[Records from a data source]
· · · · · · ·
// Persistence and scheduling semantics of the simulator: replacement,
// removal, due-time firing, and startup re-arming.

use std::sync::atomic::{AtomicU32, Ordering};

use chaintrace_core::SensorKind;
use chaintrace_simulator::{JobOverrides, SimulatorEngine, SimulatorHandle};
use rusqlite::Connection;
use tokio::sync::mpsc;

static DB_SEQ: AtomicU32 = AtomicU32::new(0);

/// Handle and engine need separate connections to one database, so
/// in-memory SQLite is out — use a throwaway file per test.
fn temp_db_path() -> std::path::PathBuf {
    let seq = DB_SEQ.fetch_add(1, Ordering::Relaxed);
    std::env::temp_dir().join(format!(
        "chaintrace-sim-test-{}-{seq}.db",
        std::process::id()
    ))
}

fn open_pair() -> (SimulatorHandle, SimulatorEngine, mpsc::Receiver<chaintrace_simulator::SimJob>) {
    let path = temp_db_path();
    let handle =
        SimulatorHandle::new(Connection::open(&path).unwrap(), 0.05).unwrap();
    let (fired_tx, fired_rx) = mpsc::channel(64);
    let engine = SimulatorEngine::new(Connection::open(&path).unwrap(), fired_tx).unwrap();
    (handle, engine, fired_rx)
}

#[test]
fn add_job_rejects_non_positive_interval() {
    let (handle, _engine, _rx) = open_pair();
    for bad in [0, -5] {
        let err = handle
            .add_job("0xA1", SensorKind::Temperature, bad, JobOverrides::default())
            .unwrap_err();
        assert!(err.to_string().contains("interval_ms"), "{err}");
    }
}

#[test]
fn add_job_rejects_out_of_range_probability() {
    let (handle, _engine, _rx) = open_pair();
    let overrides = JobOverrides {
        anomaly_probability: Some(1.5),
        ..Default::default()
    };
    assert!(handle
        .add_job("0xA1", SensorKind::Temperature, 1000, overrides)
        .is_err());
}

#[test]
fn add_job_requires_base_value_for_unknown_kinds() {
    let (handle, _engine, _rx) = open_pair();
    let kind: SensorKind = "strain".parse().unwrap();

    assert!(handle
        .add_job("0xA1", kind.clone(), 1000, JobOverrides::default())
        .is_err());

    let overrides = JobOverrides {
        base_value: Some(120.0),
        ..Default::default()
    };
    let job = handle.add_job("0xA1", kind, 1000, overrides).unwrap();
    assert_eq!(job.base_value, 120.0);
    assert_eq!(job.variance, 12.0); // 10% of base
}

#[test]
fn add_job_applies_kind_defaults() {
    let (handle, _engine, _rx) = open_pair();
    let job = handle
        .add_job("0xA1", SensorKind::Temperature, 1000, JobOverrides::default())
        .unwrap();
    assert_eq!(job.base_value, 7500.0);
    assert_eq!(job.variance, 750.0);
    assert_eq!(job.anomaly_probability, 0.05);
    assert!(job.enabled);
    assert_eq!(job.run_count, 0);
    assert!(job.next_run >= job.created_at + 1000);
}

#[test]
fn readding_replaces_instead_of_duplicating() {
    let (handle, _engine, _rx) = open_pair();
    let first = handle
        .add_job("0xA1", SensorKind::Temperature, 1000, JobOverrides::default())
        .unwrap();
    let second = handle
        .add_job("0xA1", SensorKind::Temperature, 5000, JobOverrides::default())
        .unwrap();

    assert_eq!(handle.list_jobs().unwrap().len(), 1);
    assert_eq!(second.interval_ms, 5000);
    // Replacement keeps identity, swaps parameters.
    assert_eq!(second.created_at, first.created_at);
}

#[test]
fn jobs_for_different_kinds_coexist() {
    let (handle, _engine, _rx) = open_pair();
    handle
        .add_job("0xA1", SensorKind::Temperature, 1000, JobOverrides::default())
        .unwrap();
    handle
        .add_job("0xA1", SensorKind::Vibration, 1000, JobOverrides::default())
        .unwrap();
    handle
        .add_job("0xB2", SensorKind::Temperature, 1000, JobOverrides::default())
        .unwrap();
    assert_eq!(handle.list_jobs().unwrap().len(), 3);
}

#[test]
fn remove_job_is_idempotent() {
    let (handle, _engine, _rx) = open_pair();
    handle
        .add_job("0xA1", SensorKind::Temperature, 1000, JobOverrides::default())
        .unwrap();

    assert!(handle.remove_job("0xA1", &SensorKind::Temperature).unwrap());
    assert!(!handle.remove_job("0xA1", &SensorKind::Temperature).unwrap());
    assert!(handle.get_job("0xA1", &SensorKind::Temperature).unwrap().is_none());
}

#[test]
fn tick_fires_only_when_due_and_advances_the_schedule() {
    let (handle, mut engine, mut rx) = open_pair();
    let job = handle
        .add_job("0xA1", SensorKind::Temperature, 1000, JobOverrides::default())
        .unwrap();

    // Not yet due.
    assert_eq!(engine.tick_at(job.next_run - 1).unwrap(), 0);
    assert!(rx.try_recv().is_err());

    // Due now.
    assert_eq!(engine.tick_at(job.next_run).unwrap(), 1);
    let fired = rx.try_recv().unwrap();
    assert_eq!(fired.asset_id, "0xA1");
    assert_eq!(fired.run_count, 1);
    assert_eq!(fired.next_run, job.next_run + 1000);
    assert_eq!(fired.last_run, Some(job.next_run));

    // Immediately after firing, nothing is due until the next interval.
    assert_eq!(engine.tick_at(job.next_run + 999).unwrap(), 0);
    assert_eq!(engine.tick_at(job.next_run + 1000).unwrap(), 1);
}

#[test]
fn ticks_repeat_for_the_lifetime_of_the_job() {
    let (handle, mut engine, mut rx) = open_pair();
    let job = handle
        .add_job("0xA1", SensorKind::Temperature, 1000, JobOverrides::default())
        .unwrap();

    let mut now = job.next_run;
    for expected_count in 1..=5u32 {
        assert_eq!(engine.tick_at(now).unwrap(), 1);
        assert_eq!(rx.try_recv().unwrap().run_count, expected_count);
        now += 1000;
    }
}

#[test]
fn removed_jobs_never_fire_again() {
    let (handle, mut engine, mut rx) = open_pair();
    let job = handle
        .add_job("0xA1", SensorKind::Temperature, 1000, JobOverrides::default())
        .unwrap();
    handle.remove_job("0xA1", &SensorKind::Temperature).unwrap();

    // Several intervals past the would-be due times: still silent.
    for i in 1..=5 {
        assert_eq!(engine.tick_at(job.next_run + i * 1000).unwrap(), 0);
    }
    assert!(rx.try_recv().is_err());
}

#[test]
fn one_due_job_does_not_drag_others_forward() {
    let (handle, mut engine, mut rx) = open_pair();
    let fast = handle
        .add_job("0xA1", SensorKind::Temperature, 1000, JobOverrides::default())
        .unwrap();
    handle
        .add_job("0xB2", SensorKind::Pressure, 60_000, JobOverrides::default())
        .unwrap();

    assert_eq!(engine.tick_at(fast.next_run).unwrap(), 1);
    assert_eq!(rx.try_recv().unwrap().asset_id, "0xA1");
    assert!(rx.try_recv().is_err());
}

#[test]
fn replacement_reschedules_pending_ticks() {
    let (handle, mut engine, mut rx) = open_pair();
    let original = handle
        .add_job("0xA1", SensorKind::Temperature, 1000, JobOverrides::default())
        .unwrap();
    let replaced = handle
        .add_job("0xA1", SensorKind::Temperature, 10_000, JobOverrides::default())
        .unwrap();

    // The old one-second due time no longer exists.
    assert_eq!(engine.tick_at(original.next_run).unwrap(), 0);
    assert_eq!(engine.tick_at(replaced.next_run).unwrap(), 1);
    assert_eq!(rx.try_recv().unwrap().interval_ms, 10_000);
}

#[test]
fn missed_jobs_are_rearmed_on_startup() {
    let path = temp_db_path();
    let handle = SimulatorHandle::new(Connection::open(&path).unwrap(), 0.05).unwrap();
    let job = handle
        .add_job("0xA1", SensorKind::Temperature, 1000, JobOverrides::default())
        .unwrap();

    // Simulate a long outage: push the due time far into the past.
    {
        let conn = Connection::open(&path).unwrap();
        conn.execute(
            "UPDATE sim_jobs SET next_run = ?1",
            [job.next_run - 3_600_000],
        )
        .unwrap();
    }

    let (fired_tx, mut fired_rx) = mpsc::channel(64);
    let mut engine = SimulatorEngine::new(Connection::open(&path).unwrap(), fired_tx).unwrap();
    engine.rearm_missed_on_startup();

    // The backlog is skipped: nothing fires now, one tick fires an
    // interval later.
    let rearmed = handle
        .get_job("0xA1", &SensorKind::Temperature)
        .unwrap()
        .unwrap();
    assert_eq!(engine.tick_at(rearmed.next_run - 1).unwrap(), 0);
    assert_eq!(engine.tick_at(rearmed.next_run).unwrap(), 1);
    assert!(fired_rx.try_recv().is_ok());
}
· · · · · · ·
Exercise objective:
Pull every line with "variance" from the records.

Answer to the exercise:
    assert_eq!(job.variance, 12.0); // 10% of base
    assert_eq!(job.variance, 750.0);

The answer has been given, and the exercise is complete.